Introduction: Phenol-modified hydrogels for cell encapsulation are a growing area of research, although an appropriate initiator needs to be selected. A variety of chemical and enzymatic initiators have been used, with a range of results. Of note, radicals produced by chemical initiators have been shown to be cytotoxic[1]. Therefore, this work explores the use of enzymes to catalyse the crosslinking process. Many previous studies using enzyme crosslinkers use biological-based hydrogels. However many biological polymers can act as antioxidants, obscuring the effects of the initiating system on cells[1]. Therefore we chose poly(vinyl alcohol) (PVA) modified with tyramine (PVA-Tyr) groups to act as a “blank slate” material that does not interfere with the initiating system. The aim was to highlight both the advantages and challenges of four enzyme initiators. Specifically, the commonly used HRP/H2O2 was evaluated along with hematin/H2O2, laccase, and tyrosinase. These enzymes were evaluated for gel formation and cell response to encapsulation.
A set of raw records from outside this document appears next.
/// Payment gateway test double.
pub mod gateway {
    use marquee_engine::payment_gateway::{
        GatewayCallback, GatewayResult, GatewaySession, PaymentGateway, PaymentGatewayError,
        PaymentRequest,
    };
    use std::future::Future;
    use std::pin::Pin;
    use std::sync::atomic::{AtomicBool, Ordering};
    use std::sync::{Arc, Mutex, PoisonError};

    /// What the gateway does when asked to create a payment.
    #[derive(Clone, Debug, PartialEq, Eq)]
    pub enum GatewayBehavior {
        /// Create the payment
        Approve,
        /// Refuse with a reason
        Reject(String),
        /// Never answer
        Hang,
    }

    /// Gateway scripted by the test, recording every request.
    #[derive(Clone, Debug)]
    pub struct ScriptedGateway {
        behavior: Arc<Mutex<GatewayBehavior>>,
        verified: Arc<AtomicBool>,
        requests: Arc<Mutex<Vec<PaymentRequest>>>,
    }

    impl ScriptedGateway {
        /// Gateway that approves and verifies everything
        #[must_use]
        pub fn new() -> Self {
            Self {
                behavior: Arc::new(Mutex::new(GatewayBehavior::Approve)),
                verified: Arc::new(AtomicBool::new(true)),
                requests: Arc::new(Mutex::new(Vec::new())),
            }
        }

        /// Change what the next payment creation does
        pub fn set_behavior(&self, behavior: GatewayBehavior) {
            *self.behavior.lock().unwrap_or_else(PoisonError::into_inner) = behavior;
        }

        /// Make callbacks verify or not
        pub fn set_verified(&self, verified: bool) {
            self.verified.store(verified, Ordering::SeqCst);
        }

        /// Payment requests received so far
        #[must_use]
        pub fn requests(&self) -> Vec<PaymentRequest> {
            self.requests
                .lock()
                .unwrap_or_else(PoisonError::into_inner)
                .clone()
        }
    }

    impl Default for ScriptedGateway {
        fn default() -> Self {
            Self::new()
        }
    }

    impl PaymentGateway for ScriptedGateway {
        fn create_payment(
            &self,
            request: PaymentRequest,
        ) -> Pin<Box<dyn Future<Output = GatewayResult<GatewaySession>> + Send>> {
            let behavior = self
                .behavior
                .lock()
                .unwrap_or_else(PoisonError::into_inner)
                .clone();
            let order_id = request.order_id;
            self.requests
                .lock()
                .unwrap_or_else(PoisonError::into_inner)
                .push(request);

            Box::pin(async move {
                match behavior {
                    GatewayBehavior::Approve => {
                        let external_ref = format!("test_txn_{}", uuid::Uuid::new_v4().simple());
                        Ok(GatewaySession {
                            redirect_url: format!("https://gateway.test/pay/{external_ref}?order={order_id}"),
                            external_ref,
                        })
                    }
                    GatewayBehavior::Reject(reason) => Err(PaymentGatewayError::Rejected { reason }),
                    GatewayBehavior::Hang => std::future::pending().await,
                }
            })
        }

        fn verify_callback(&self, _callback: &GatewayCallback) -> bool {
            self.verified.load(Ordering::SeqCst)
        }
    }
}

/// Engine wired over in-memory collaborators.
pub mod harness {
    use super::fixtures::{cinema_layout, ten_percent_capped};
    use super::gateway::ScriptedGateway;
    use super::mocks::ManualClock;
    use marquee_core::environment::Clock;
    use marquee_core::types::{Money, OrderId, ShowtimeId};
    use marquee_engine::bus::NotificationBus;
    use marquee_engine::catalog::{Combo, InMemoryCatalog, InMemoryLoyaltyLedger};
    use marquee_engine::client::LocalBackend;
    use marquee_engine::holds::{HoldManager, HoldPolicy};
    use marquee_engine::orders::{
        CoordinatorConfig, CoordinatorEnvironment, InMemoryOrderRepository, LedgerFinalizer,
        OrderCoordinator,
    };
    use marquee_engine::payment_gateway::GatewayCallback;
    use marquee_engine::pricing::{LoyaltyPolicy, PricingEngine};
    use marquee_engine::sweeper::ExpirySweeper;
    use std::sync::Arc;
    use std::time::Duration;

    /// Fully wired engine for one showtime of 3 rows × 8 seats.
    pub struct Harness {
        /// Time source shared by every component
        pub clock: ManualClock,
        /// Seats, combos and promotions
        pub catalog: Arc<InMemoryCatalog>,
        /// Loyalty balances
        pub loyalty: Arc<InMemoryLoyaltyLedger>,
        /// Payment gateway
        pub gateway: ScriptedGateway,
        /// Order store
        pub orders: Arc<InMemoryOrderRepository>,
        /// Notification bus
        pub bus: NotificationBus,
        /// Hold manager
        pub holds: Arc<HoldManager>,
        /// Coordinator
        pub coordinator: Arc<OrderCoordinator>,
        /// Showtime present in the catalog
        pub showtime_id: ShowtimeId,
        /// Combo present on the menu, priced 50 000
        pub combo: Combo,
    }

    impl Harness {
        /// Harness with default policies
        pub async fn new() -> Self {
            Self::with_policy(HoldPolicy::default()).await
        }

        /// Harness with a custom hold policy
        pub async fn with_policy(policy: HoldPolicy) -> Self {
            let clock = ManualClock::default();
            let shared_clock: Arc<dyn Clock> = Arc::new(clock.clone());
            let showtime_id = ShowtimeId::new();

            let catalog = Arc::new(InMemoryCatalog::new());
            catalog.put_layout(cinema_layout(showtime_id, 3, 8)).await;
            let combo = Combo {
                combo_id: marquee_core::types::ComboId::new(),
                name: "Popcorn + Drink".to_string(),
                price: Money::new(50_000),
            };
            catalog.put_combo(combo.clone()).await;
            catalog.put_promotion(ten_percent_capped()).await;

            let loyalty = Arc::new(InMemoryLoyaltyLedger::new());
            let gateway = ScriptedGateway::new();
            let orders = Arc::new(InMemoryOrderRepository::new());
            let bus = NotificationBus::default();
            let holds = Arc::new(HoldManager::new(
                catalog.clone(),
                bus.clone(),
                Arc::clone(&shared_clock),
                policy,
            ));

            let env = CoordinatorEnvironment {
                holds: Arc::clone(&holds),
                orders: orders.clone(),
                gateway: Arc::new(gateway.clone()),
                seats: catalog.clone(),
                combos: catalog.clone(),
                promotions: catalog.clone(),
                loyalty: loyalty.clone(),
                finalizer: Arc::new(LedgerFinalizer::new(loyalty.clone())),
                clock: shared_clock,
            };
            let coordinator = Arc::new(OrderCoordinator::new(
                env,
                PricingEngine::new(LoyaltyPolicy::default()),
                CoordinatorConfig {
                    gateway_timeout: Duration::from_millis(200),
                },
            ));

            Self {
                clock,
                catalog,
                loyalty,
                gateway,
                orders,
                bus,
                holds,
                coordinator,
                showtime_id,
                combo,
            }
        }

        /// Sweeper over this harness's components
        #[must_use]
        pub fn sweeper(&self) -> ExpirySweeper {
            ExpirySweeper::new(
                Arc::clone(&self.holds),
                Arc::clone(&self.coordinator),
                self.bus.clone(),
                Duration::from_millis(50),
            )
        }

        /// In-process backend for the booking controller
        #[must_use]
        pub fn backend(&self) -> Arc<LocalBackend> {
            Arc::new(LocalBackend::new(
                Arc::clone(&self.holds),
                Arc::clone(&self.coordinator),
            ))
        }
    }

    /// Gateway callback referencing an order by id
    #[must_use]
    pub fn callback(order_id: OrderId, result_code: &str) -> GatewayCallback {
        GatewayCallback {
            order_ref: order_id.to_string(),
            result_code: result_code.to_string(),
            message: String::new(),
            transaction_ref: None,
            signature: None,
        }
    }
}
Materials and Methods: PVA-TYR was synthesised as described previously[2]. The initiators were added to the PVA-TYR solution (5% w/w) under gentle mixing. Initiators used were HRP (0-0.5 U/mL) with H2O2 (0-12 mM), hematin (0-0.08% w/w) with H2O2 (0-12 mM), laccase (0-25 U/mL) and tyrosinase (0-2000 U/mL). The samples were gelled at 37ºC and 5% CO2 for 4 hours.
The gelation kinetics were measured on a spectrophotometer for up to 6 hrs at 37°C. The wet and dry mass of the hydrogels was measured at 0 and 48 hrs to obtain the mass loss and swelling (q) of the hydrogels.
L929 murine dermal fibroblasts were added to the macromer solution prior to crosslinking at 1x106 cells/ml. Cell viability within gels was determined over one week of culture via a live/dead assay and the MTS assay.
Results: All of the enzymes evaluated can lead to the formation of highly crosslinked hydrogel networks. UV-Vis confirmed complete gelation for all enzymes within 4 hrs. A range of concentrations was tested for each enzyme to determine the concentration which produced the optimal gel, i.e., the lowest sol fraction. In all cases, the sol fraction was less than 30%, except for hematin which had 50% sol fraction, even at the highest concentrations. The optimal concentrations of enzymes were then used for the cell encapsulation studies. It is recognised that this method resulted in different concentrations of enzymes per system, but the goal was to keep the hydrogel network approximately the same, i.e., similar swelling and mesh size. The live/dead assay demonstrated that cells were alive in all systems initially; however there were stark contrasts in the viability and proliferation after 7 days, with tyrosinase and laccase outperforming the other two. Cell number was determined over 7 days by the MTS assay (See Figure 1), and further proved this finding.
Conclusions: These results demonstrate that a thorough evaluation of enzyme initiators should be performed, as the initiator will impact the quality of the hydrogel formed and cellular proliferation, which is critical for biomedical applications.
The Whitaker foundation for a grant to JJ Roberts.
References:
[1] Lim, K.S., et al., Promoting Cell Survival and Proliferation in Degradable Poly(vinyl alcohol)-Tyramine Hydrogels. Macromol Biosci, 2015.
[2] Lim, K.S., et al., Covalent incorporation of non-chemically modified gelatin into degradable PVA-tyramine hydrogels. Biomaterials, 2013. 34(29): p. 7097-105.